A CoreWeave e a Nebius adotam a abordagem “primeiro estabelecer contratos de longo prazo, depois financiar com base nesses contratos”, expandindo rapidamente no mercado de capitais. A beleza dessa estrutura reside no fato de que os clientes de grandes empresas podem alcançar uma melhor eficiência na utilização de capital, utilizando contratos de longo prazo para alavancar mais despesas de capital sem investir, limitando assim a probabilidade de contágio de risco para todo o sistema financeiro.

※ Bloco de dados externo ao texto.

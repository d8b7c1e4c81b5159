// Copyright 2026 Google LLC
//
// Licensed under the Apache License, Version 2.0 (the "License");
// you may not use this file except in compliance with the License.
// You may obtain a copy of the License at
//
//      http://www.apache.org/licenses/LICENSE-2.0
//
// Unless required by applicable law or agreed to in writing, software
// distributed under the License is distributed on an "AS IS" BASIS,
// WITHOUT WARRANTIES OR CONDITIONS OF ANY KIND, either express or implied.
// See the License for the specific language governing permissions and
// limitations under the License.

//! Runs a backend's post-load hook script once, in a fresh namespace.

use crate::domain::entities::Backend;
use crate::domain::errors::{ExtractorError, Result};
use crate::domain::hook_script::run_script;
use crate::ports::connector_port::BackendConnector;
use log::info;

/// Executes the hook of `backend`, if it has one.
///
/// Returns the lines the script printed. Any fault, including a failure to
/// open the connection the script would use, is a `HookError`.
pub fn run_hook(backend: &Backend, connector: &dyn BackendConnector) -> Result<Vec<String>> {
    let Some(script) = backend.hook_script() else {
        return Ok(Vec::new());
    };

    info!("Running hook for backend {}", backend.name);
    let mut env = connector.hook_environment().map_err(|e| {
        ExtractorError::HookError(format!("backend \"{}\": {}", backend.name, e))
    })?;
    let outcome = run_script(script, &mut env);
    // The host connection is released whatever the script did.
    let closed = env.close_host();
    outcome.map_err(|diag| {
        ExtractorError::HookError(format!("backend \"{}\": {}", backend.name, diag))
    })?;
    closed.map_err(|e| {
        ExtractorError::HookError(format!(
            "backend \"{}\": closing connection: {}",
            backend.name, e
        ))
    })?;
    Ok(env.output)
}
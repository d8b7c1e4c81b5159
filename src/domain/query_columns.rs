// Copyright 2026 Google LLC
//
// Licensed under the Apache License, Version 2.0 (the "License");
// you may not use this file except in compliance with the License.
// You may obtain a copy of the License at
//
//      http://www.apache.org/licenses/LICENSE-2.0
//
// Unless required by applicable law or agreed to in writing, software
// distributed under the License is distributed on an "AS IS" BASIS,
// WITHOUT WARRANTIES OR CONDITIONS OF ANY KIND, either express or implied.
// See the License for the specific language governing permissions and
// limitations under the License.

//! # Query Column Extractor
//!
//! Reads the projection list of a `SELECT` statement and returns the column
//! names it produces, in order. This is what lets us pair each row tuple with
//! the declared fields positionally.
//!
//! It is a heuristic, not a SQL parser:
//! - the projection is the text between `SELECT` and the first top-level `FROM`;
//! - terms are split on top-level commas (commas inside parentheses or quoted
//!   literals do not split);
//! - a term's name is its last top-level `AS` alias, otherwise the raw term.
//!
//! Comments and implicit aliases (`expr alias` without `AS`) are not understood.

use crate::domain::entities::{CanonicalType, SchemaField};
use crate::domain::errors::ValidationError;

/// True when the text starts with the SELECT keyword followed by whitespace.
pub fn is_select_query(query: &str) -> bool {
    let trimmed = query.trim_start();
    match trimmed.get(..6) {
        Some(keyword) if keyword.eq_ignore_ascii_case("select") => trimmed[6..]
            .chars()
            .next()
            .is_some_and(char::is_whitespace),
        _ => false,
    }
}

/// Ordered, lower-cased column names projected by the query.
pub fn extract_columns(query: &str) -> Result<Vec<String>, ValidationError> {
    if !is_select_query(query) {
        return Err(ValidationError::QuerySyntaxError);
    }
    let body = query.trim().trim_end_matches(';');
    // SELECT is ASCII, so byte offset 6 is a char boundary.
    let after_select = body.trim_start()[6..].to_string();
    let projection_end = find_top_level_from(&after_select).unwrap_or(after_select.len());
    let projection = &after_select[..projection_end];

    Ok(split_top_level(projection, ',')
        .into_iter()
        .map(|term| column_name(term.trim()))
        .collect())
}

/// Default field list for a query: one STRING field per column, named after it.
pub fn suggest_fields(query: &str) -> Result<Vec<SchemaField>, ValidationError> {
    let columns = extract_columns(query)?;
    Ok(columns
        .iter()
        .enumerate()
        .map(|(i, column)| {
            let mut field = SchemaField::new(column, column, CanonicalType::String, false);
            field.sequence = i as i32;
            field
        })
        .collect())
}

fn column_name(term: &str) -> String {
    let name = match find_last_top_level_alias(term) {
        Some(alias_start) => &term[alias_start..],
        None => term,
    };
    strip_quotes(name.trim()).to_lowercase()
}

fn strip_quotes(name: &str) -> &str {
    for quote in ['"', '`', '\''] {
        if name.len() >= 2 && name.starts_with(quote) && name.ends_with(quote) {
            return &name[1..name.len() - 1];
        }
    }
    if name.len() >= 2 && name.starts_with('[') && name.ends_with(']') {
        return &name[1..name.len() - 1];
    }
    name
}

/// Walks the text and reports each byte offset that sits at nesting depth zero
/// outside of any quoted literal.
fn top_level_offsets(text: &str) -> Vec<usize> {
    let mut offsets = Vec::with_capacity(text.len());
    let mut depth: i32 = 0;
    let mut quote: Option<char> = None;
    for (i, c) in text.char_indices() {
        if let Some(q) = quote {
            if c == q {
                quote = None;
            }
            continue;
        }
        match c {
            '\'' | '"' | '`' => quote = Some(c),
            '(' => depth += 1,
            ')' => depth = (depth - 1).max(0),
            _ if depth == 0 => offsets.push(i),
            _ => {}
        }
    }
    offsets
}

fn split_top_level(text: &str, separator: char) -> Vec<&str> {
    let mut parts = Vec::new();
    let mut start = 0;
    for i in top_level_offsets(text) {
        if text[i..].starts_with(separator) {
            parts.push(&text[start..i]);
            start = i + separator.len_utf8();
        }
    }
    parts.push(&text[start..]);
    parts
}

fn is_keyword_at(text: &str, offset: usize, keyword: &str) -> bool {
    let Some(candidate) = text.get(offset..offset + keyword.len()) else {
        return false;
    };
    if !candidate.eq_ignore_ascii_case(keyword) {
        return false;
    }
    let before_ok = text[..offset]
        .chars()
        .next_back()
        .is_some_and(char::is_whitespace);
    let after_ok = text[offset + keyword.len()..]
        .chars()
        .next()
        .is_some_and(char::is_whitespace);
    before_ok && after_ok
}

fn find_top_level_from(text: &str) -> Option<usize> {
    top_level_offsets(text)
        .into_iter()
        .find(|&i| is_keyword_at(text, i, "from"))
}

/// Byte offset where the alias following the last top-level ` AS ` starts.
fn find_last_top_level_alias(term: &str) -> Option<usize> {
    top_level_offsets(term)
        .into_iter()
        .filter(|&i| is_keyword_at(term, i, "as"))
        .last()
        .map(|i| i + 2)
}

Por outro lado, os acionistas da Neocloud devem estar cientes de que estão na posição mais turbulenta, mas também mais emocionante deste jogo de apostas. Eles estão apostando em um crescimento acelerado e ainda precisam rezar para que as operações financeiras da administração (prorrogação de dívidas, emissão de ações) sejam praticamente perfeitas, além de estarem atentos à estrutura de vencimento das dívidas, ao alcance de garantias, à janela de renovação de contratos e à concentração de clientes, para poderem avaliar melhor a relação risco-retorno do capital.

Podemos também imaginar que, se a demanda por IA realmente crescer lentamente, quem seria a capacidade que seria mais facilmente descartada na margem? SPV ou Neocloud? Por quê?

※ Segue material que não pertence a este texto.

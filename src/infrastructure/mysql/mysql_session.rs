// Copyright 2026 Google LLC
//
// Licensed under the Apache License, Version 2.0 (the "License");
// you may not use this file except in compliance with the License.
// You may obtain a copy of the License at
//
//      http://www.apache.org/licenses/LICENSE-2.0
//
// Unless required by applicable law or agreed to in writing, software
// distributed under the License is distributed on an "AS IS" BASIS,
// WITHOUT WARRANTIES OR CONDITIONS OF ANY KIND, either express or implied.
// See the License for the specific language governing permissions and
// limitations under the License.

//! MySQL driver session over the synchronous `mysql` crate.

use crate::domain::entities::MySqlParams;
use crate::domain::errors::{ExtractorError, Result};
use crate::domain::values::CellValue;
use crate::ports::sql_session_port::{SessionOpener, SqlSession};
use log::debug;
use mysql::prelude::Queryable;
use mysql::{Conn, Opts, OptsBuilder, Params, Value};

pub struct MySqlSession {
    conn: Conn,
}

fn to_mysql_value(value: &CellValue) -> Value {
    match value {
        CellValue::Null => Value::NULL,
        CellValue::Bool(b) => Value::Int(i64::from(*b)),
        CellValue::Int(i) => Value::Int(*i),
        CellValue::Float(f) => Value::Double(*f),
        CellValue::Text(s) => Value::Bytes(s.as_bytes().to_vec()),
    }
}

impl SqlSession for MySqlSession {
    fn execute(&mut self, sql: &str) -> Result<()> {
        debug!("MySQL: {}", sql);
        self.conn.query_drop(sql)?;
        Ok(())
    }

    fn execute_with(&mut self, sql: &str, params: &[CellValue]) -> Result<()> {
        let values: Vec<Value> = params.iter().map(to_mysql_value).collect();
        self.conn.exec_drop(sql, Params::Positional(values))?;
        Ok(())
    }

    fn begin(&mut self) -> Result<()> {
        self.execute("START TRANSACTION")
    }

    fn commit(&mut self) -> Result<()> {
        self.execute("COMMIT")
    }

    fn close(self: Box<Self>) -> Result<()> {
        // Dropping the connection sends COM_QUIT.
        drop(self.conn);
        Ok(())
    }
}

/// Opens MySQL sessions for one destination.
#[derive(Debug, Clone)]
pub struct MySqlSessionOpener {
    params: MySqlParams,
}

impl MySqlSessionOpener {
    pub fn new(params: MySqlParams) -> Self {
        Self { params }
    }

    fn opts(&self) -> Opts {
        let builder = OptsBuilder::new()
            .ip_or_hostname(Some(self.params.host.clone()))
            .tcp_port(self.params.port)
            .user(Some(self.params.user.clone()))
            .pass(Some(self.params.password.clone()))
            .db_name(Some(self.params.database.clone()));
        Opts::from(builder)
    }
}

impl SessionOpener for MySqlSessionOpener {
    fn open(&self) -> Result<Box<dyn SqlSession>> {
        let conn = Conn::new(self.opts()).map_err(|e| {
            ExtractorError::ConnectionError(format!(
                "MySQL {}:{} unreachable: {}",
                self.params.host, self.params.port, e
            ))
        })?;
        Ok(Box::new(MySqlSession { conn }))
    }
}
// Copyright 2026 Google LLC
//
// Licensed under the Apache License, Version 2.0 (the "License");
// you may not use this file except in compliance with the License.
// You may obtain a copy of the License at
//
//      http://www.apache.org/licenses/LICENSE-2.0
//
// Unless required by applicable law or agreed to in writing, software
// distributed under the License is distributed on an "AS IS" BASIS,
// WITHOUT WARRANTIES OR CONDITIONS OF ANY KIND, either express or implied.
// See the License for the specific language governing permissions and
// limitations under the License.

//! # Row Values
//!
//! Two value worlds meet here:
//! - `SourceValue` is what the source database hands us, already typed
//!   (numbers, dates, raw bytes...).
//! - `CellValue` is what a destination receives: a handful of wire shapes that
//!   every driver (and JSON) can carry.
//!
//! `transform_value` is the bridge. It formats temporal values as text, turns
//! binary data into Base64 (the same encoding our CSV exports have always used)
//! and applies the dialect rule for booleans and "falsy" values.

use crate::domain::entities::{CanonicalType, DestinationKind, SchemaField};
use base64::{engine::general_purpose, Engine as _};
use chrono::{NaiveDate, NaiveDateTime, NaiveTime};
use serde_json::{Map, Value};
use std::fmt;

pub const DATE_FORMAT: &str = "%Y-%m-%d";
pub const TIME_FORMAT: &str = "%H:%M:%S";
pub const DATETIME_FORMAT: &str = "%Y-%m-%d %H:%M:%S";

/// A value read from the source, typed by the source column.
#[derive(Debug, Clone, PartialEq)]
pub enum SourceValue {
    Null,
    Bool(bool),
    Int(i64),
    Float(f64),
    /// Exact decimal text, e.g. "12.50".
    Numeric(String),
    Text(String),
    Date(NaiveDate),
    Time(NaiveTime),
    DateTime(NaiveDateTime),
    Bytes(Vec<u8>),
}

/// A value ready to be bound or serialized for a destination.
#[derive(Debug, Clone, PartialEq)]
pub enum CellValue {
    Null,
    Bool(bool),
    Int(i64),
    Float(f64),
    Text(String),
}

impl CellValue {
    pub fn is_null(&self) -> bool {
        matches!(self, CellValue::Null)
    }

    pub fn to_json(&self) -> Value {
        match self {
            CellValue::Null => Value::Null,
            CellValue::Bool(b) => Value::Bool(*b),
            CellValue::Int(i) => Value::from(*i),
            CellValue::Float(f) => serde_json::Number::from_f64(*f)
                .map(Value::Number)
                .unwrap_or(Value::Null),
            CellValue::Text(s) => Value::String(s.clone()),
        }
    }
}

impl fmt::Display for CellValue {
    fn fmt(&self, f: &mut fmt::Formatter<'_>) -> fmt::Result {
        match self {
            CellValue::Null => write!(f, "NULL"),
            CellValue::Bool(b) => write!(f, "{}", b),
            CellValue::Int(i) => write!(f, "{}", i),
            CellValue::Float(v) => write!(f, "{}", v),
            CellValue::Text(s) => write!(f, "{}", s),
        }
    }
}

fn parse_bool_text(text: &str) -> Option<bool> {
    match text.trim().to_ascii_lowercase().as_str() {
        "true" | "t" | "y" | "yes" | "1" => Some(true),
        "false" | "f" | "n" | "no" | "0" => Some(false),
        _ => None,
    }
}

/// Shapes the source value for the declared column type.
fn coerce(value: &SourceValue, ty: CanonicalType) -> CellValue {
    match value {
        SourceValue::Null => CellValue::Null,
        SourceValue::Bool(b) => match ty {
            CanonicalType::String => CellValue::Text(b.to_string()),
            _ => CellValue::Bool(*b),
        },
        SourceValue::Int(i) => match ty {
            CanonicalType::Bool => CellValue::Bool(*i != 0),
            CanonicalType::Float => CellValue::Float(*i as f64),
            CanonicalType::String | CanonicalType::Numeric => CellValue::Text(i.to_string()),
            _ => CellValue::Int(*i),
        },
        SourceValue::Float(v) => match ty {
            CanonicalType::Int if v.fract() == 0.0 && v.abs() < i64::MAX as f64 => {
                CellValue::Int(*v as i64)
            }
            CanonicalType::Bool => CellValue::Bool(*v != 0.0),
            CanonicalType::String => CellValue::Text(v.to_string()),
            _ => CellValue::Float(*v),
        },
        SourceValue::Numeric(text) => match ty {
            CanonicalType::Int => text
                .parse::<i64>()
                .map(CellValue::Int)
                .unwrap_or_else(|_| CellValue::Text(text.clone())),
            CanonicalType::Float => text
                .parse::<f64>()
                .map(CellValue::Float)
                .unwrap_or_else(|_| CellValue::Text(text.clone())),
            CanonicalType::Bool => text
                .parse::<f64>()
                .map(|v| CellValue::Bool(v != 0.0))
                .unwrap_or_else(|_| CellValue::Text(text.clone())),
            _ => CellValue::Text(text.clone()),
        },
        SourceValue::Text(text) => match ty {
            CanonicalType::Bool => parse_bool_text(text)
                .map(CellValue::Bool)
                .unwrap_or_else(|| CellValue::Text(text.clone())),
            _ => CellValue::Text(text.clone()),
        },
        SourceValue::Date(d) => match ty {
            CanonicalType::Datetime => {
                CellValue::Text(d.and_time(NaiveTime::default()).format(DATETIME_FORMAT).to_string())
            }
            _ => CellValue::Text(d.format(DATE_FORMAT).to_string()),
        },
        SourceValue::Time(t) => CellValue::Text(t.format(TIME_FORMAT).to_string()),
        SourceValue::DateTime(dt) => match ty {
            CanonicalType::Date => CellValue::Text(dt.date().format(DATE_FORMAT).to_string()),
            CanonicalType::Time => CellValue::Text(dt.time().format(TIME_FORMAT).to_string()),
            _ => CellValue::Text(dt.format(DATETIME_FORMAT).to_string()),
        },
        SourceValue::Bytes(bytes) => CellValue::Text(general_purpose::STANDARD.encode(bytes)),
    }
}

/// Converts one source value for a column of type `ty` in a `kind` destination.
///
/// Relational dialects store booleans as integers and treat boolean `false`
/// and NULL alike (both become NULL). BigQuery keeps native booleans.
pub fn transform_value(value: &SourceValue, ty: CanonicalType, kind: DestinationKind) -> CellValue {
    let cell = coerce(value, ty);
    if !kind.is_relational() {
        return cell;
    }
    match cell {
        CellValue::Bool(false) | CellValue::Null => CellValue::Null,
        CellValue::Bool(true) => CellValue::Int(1),
        other => other,
    }
}

/// One transformed row, keyed by destination column, in load order.
#[derive(Debug, Clone, PartialEq, Default)]
pub struct DestinationRow {
    pub cells: Vec<(String, CellValue)>,
}

impl DestinationRow {
    /// Pairs the row tuple with `fields` (already in query column order).
    pub fn from_source(fields: &[&SchemaField], values: &[SourceValue], kind: DestinationKind) -> Self {
        let cells = fields
            .iter()
            .zip(values.iter())
            .map(|(field, value)| {
                (
                    field.destination_column.clone(),
                    transform_value(value, field.canonical_type, kind),
                )
            })
            .collect();
        Self { cells }
    }

    pub fn values(&self) -> Vec<CellValue> {
        self.cells.iter().map(|(_, v)| v.clone()).collect()
    }

    /// JSON object for newline-delimited JSON loads.
    pub fn to_json(&self) -> Value {
        let mut map = Map::with_capacity(self.cells.len());
        for (column, value) in &self.cells {
            map.insert(column.clone(), value.to_json());
        }
        Value::Object(map)
    }
}

#[cfg(test)]
mod tests {
    use super::*;

    fn date(y: i32, m: u32, d: u32) -> NaiveDate {
        NaiveDate::from_ymd_opt(y, m, d).unwrap()
    }

    #[test]
    fn test_date_renders_iso() {
        let v = SourceValue::Date(date(2023, 5, 1));
        for kind in DestinationKind::all() {
            assert_eq!(
                transform_value(&v, CanonicalType::Date, *kind),
                CellValue::Text("2023-05-01".to_string())
            );
        }
    }

    #[test]
    fn test_datetime_narrowed_by_column_type() {
        let dt = date(2023, 5, 1).and_hms_opt(14, 30, 5).unwrap();
        let v = SourceValue::DateTime(dt);
        let kind = DestinationKind::BigQuery;
        assert_eq!(
            transform_value(&v, CanonicalType::Datetime, kind),
            CellValue::Text("2023-05-01 14:30:05".to_string())
        );
        assert_eq!(
            transform_value(&v, CanonicalType::Date, kind),
            CellValue::Text("2023-05-01".to_string())
        );
        assert_eq!(
            transform_value(&v, CanonicalType::Time, kind),
            CellValue::Text("14:30:05".to_string())
        );
    }

    #[test]
    fn test_false_is_null_only_for_relational() {
        let v = SourceValue::Bool(false);
        assert_eq!(
            transform_value(&v, CanonicalType::Bool, DestinationKind::MySql),
            CellValue::Null
        );
        assert_eq!(
            transform_value(&v, CanonicalType::Bool, DestinationKind::MsSql),
            CellValue::Null
        );
        assert_eq!(
            transform_value(&v, CanonicalType::Bool, DestinationKind::BigQuery),
            CellValue::Bool(false)
        );
    }

    #[test]
    fn test_true_becomes_one_for_relational() {
        let v = SourceValue::Bool(true);
        assert_eq!(
            transform_value(&v, CanonicalType::Bool, DestinationKind::MySql),
            CellValue::Int(1)
        );
        assert_eq!(
            transform_value(&v, CanonicalType::Bool, DestinationKind::BigQuery),
            CellValue::Bool(true)
        );
    }

    #[test]
    fn test_number_flag_in_bool_column() {
        let v = SourceValue::Int(0);
        assert_eq!(
            transform_value(&v, CanonicalType::Bool, DestinationKind::BigQuery),
            CellValue::Bool(false)
        );
        assert_eq!(
            transform_value(&v, CanonicalType::Bool, DestinationKind::MsSql),
            CellValue::Null
        );
    }

    #[test]
    fn test_float_in_int_column_never_saturates() {
        let kind = DestinationKind::BigQuery;
        assert_eq!(
            transform_value(&SourceValue::Float(42.0), CanonicalType::Int, kind),
            CellValue::Int(42)
        );
        assert_eq!(
            transform_value(&SourceValue::Float(1e20), CanonicalType::Int, kind),
            CellValue::Float(1e20)
        );
        assert_eq!(
            transform_value(&SourceValue::Float(-1e19), CanonicalType::Int, kind),
            CellValue::Float(-1e19)
        );
    }

    #[test]
    fn test_empty_string_is_kept() {
        let v = SourceValue::Text(String::new());
        assert_eq!(
            transform_value(&v, CanonicalType::String, DestinationKind::MySql),
            CellValue::Text(String::new())
        );
    }

    #[test]
    fn test_bytes_and_numeric() {
        let v = SourceValue::Bytes(b"hi".to_vec());
        assert_eq!(
            transform_value(&v, CanonicalType::String, DestinationKind::BigQuery),
            CellValue::Text("aGk=".to_string())
        );
        let n = SourceValue::Numeric("12.50".to_string());
        assert_eq!(
            transform_value(&n, CanonicalType::Numeric, DestinationKind::MySql),
            CellValue::Text("12.50".to_string())
        );
        assert_eq!(
            transform_value(&n, CanonicalType::Float, DestinationKind::MySql),
            CellValue::Float(12.5)
        );
    }

    #[test]
    fn test_row_to_json() {
        let id = SchemaField::new("id", "partner_id", CanonicalType::Int, true);
        let active = SchemaField::new("active", "is_active", CanonicalType::Bool, false);
        let row = DestinationRow::from_source(
            &[&id, &active],
            &[SourceValue::Int(7), SourceValue::Bool(false)],
            DestinationKind::BigQuery,
        );
        assert_eq!(
            row.to_json(),
            serde_json::json!({"partner_id": 7, "is_active": false})
        );
    }
}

05 Oracle Cloud: A reviravolta de um jogador não convencional na nuvem

Enquanto todos estão de olho na CoreWeave e nos três grandes gigantes da nuvem, um inesperado “cavalo negro da nuvem” também está se levantando silenciosamente: Oracle Cloud

Não pertence à Neocloud, nem faz parte do grupo de elite das três grandes empresas de tecnologia, mas conseguiu, graças ao seu design de arquitetura altamente flexível e à profunda colaboração com a Nvidia, conquistar contratos para parte da carga computacional da Cohere, xAI e até mesmo da OpenAI.

Particularmente quando a alavancagem da Neocloud se torna cada vez mais apertada e o espaço na nuvem tradicional é insuficiente, a Oracle, com uma posição de “neutralidade” e “substituibilidade”, torna-se uma importante camada de amortecimento na segunda onda da cadeia de fornecimento de poder computacional de IA.

A sua existência também nos mostra que esta batalha pela capacidade de computação não é apenas um confronto entre os três grandes, mas também há fornecedores atípicos, como a Oracle, que estão silenciosamente a garantir o seu lugar e têm um significado estratégico elevado.

Mas não se esqueça de que a mesa de jogo não está apenas no Vale do Silício, mas se estende a todo o mercado financeiro global.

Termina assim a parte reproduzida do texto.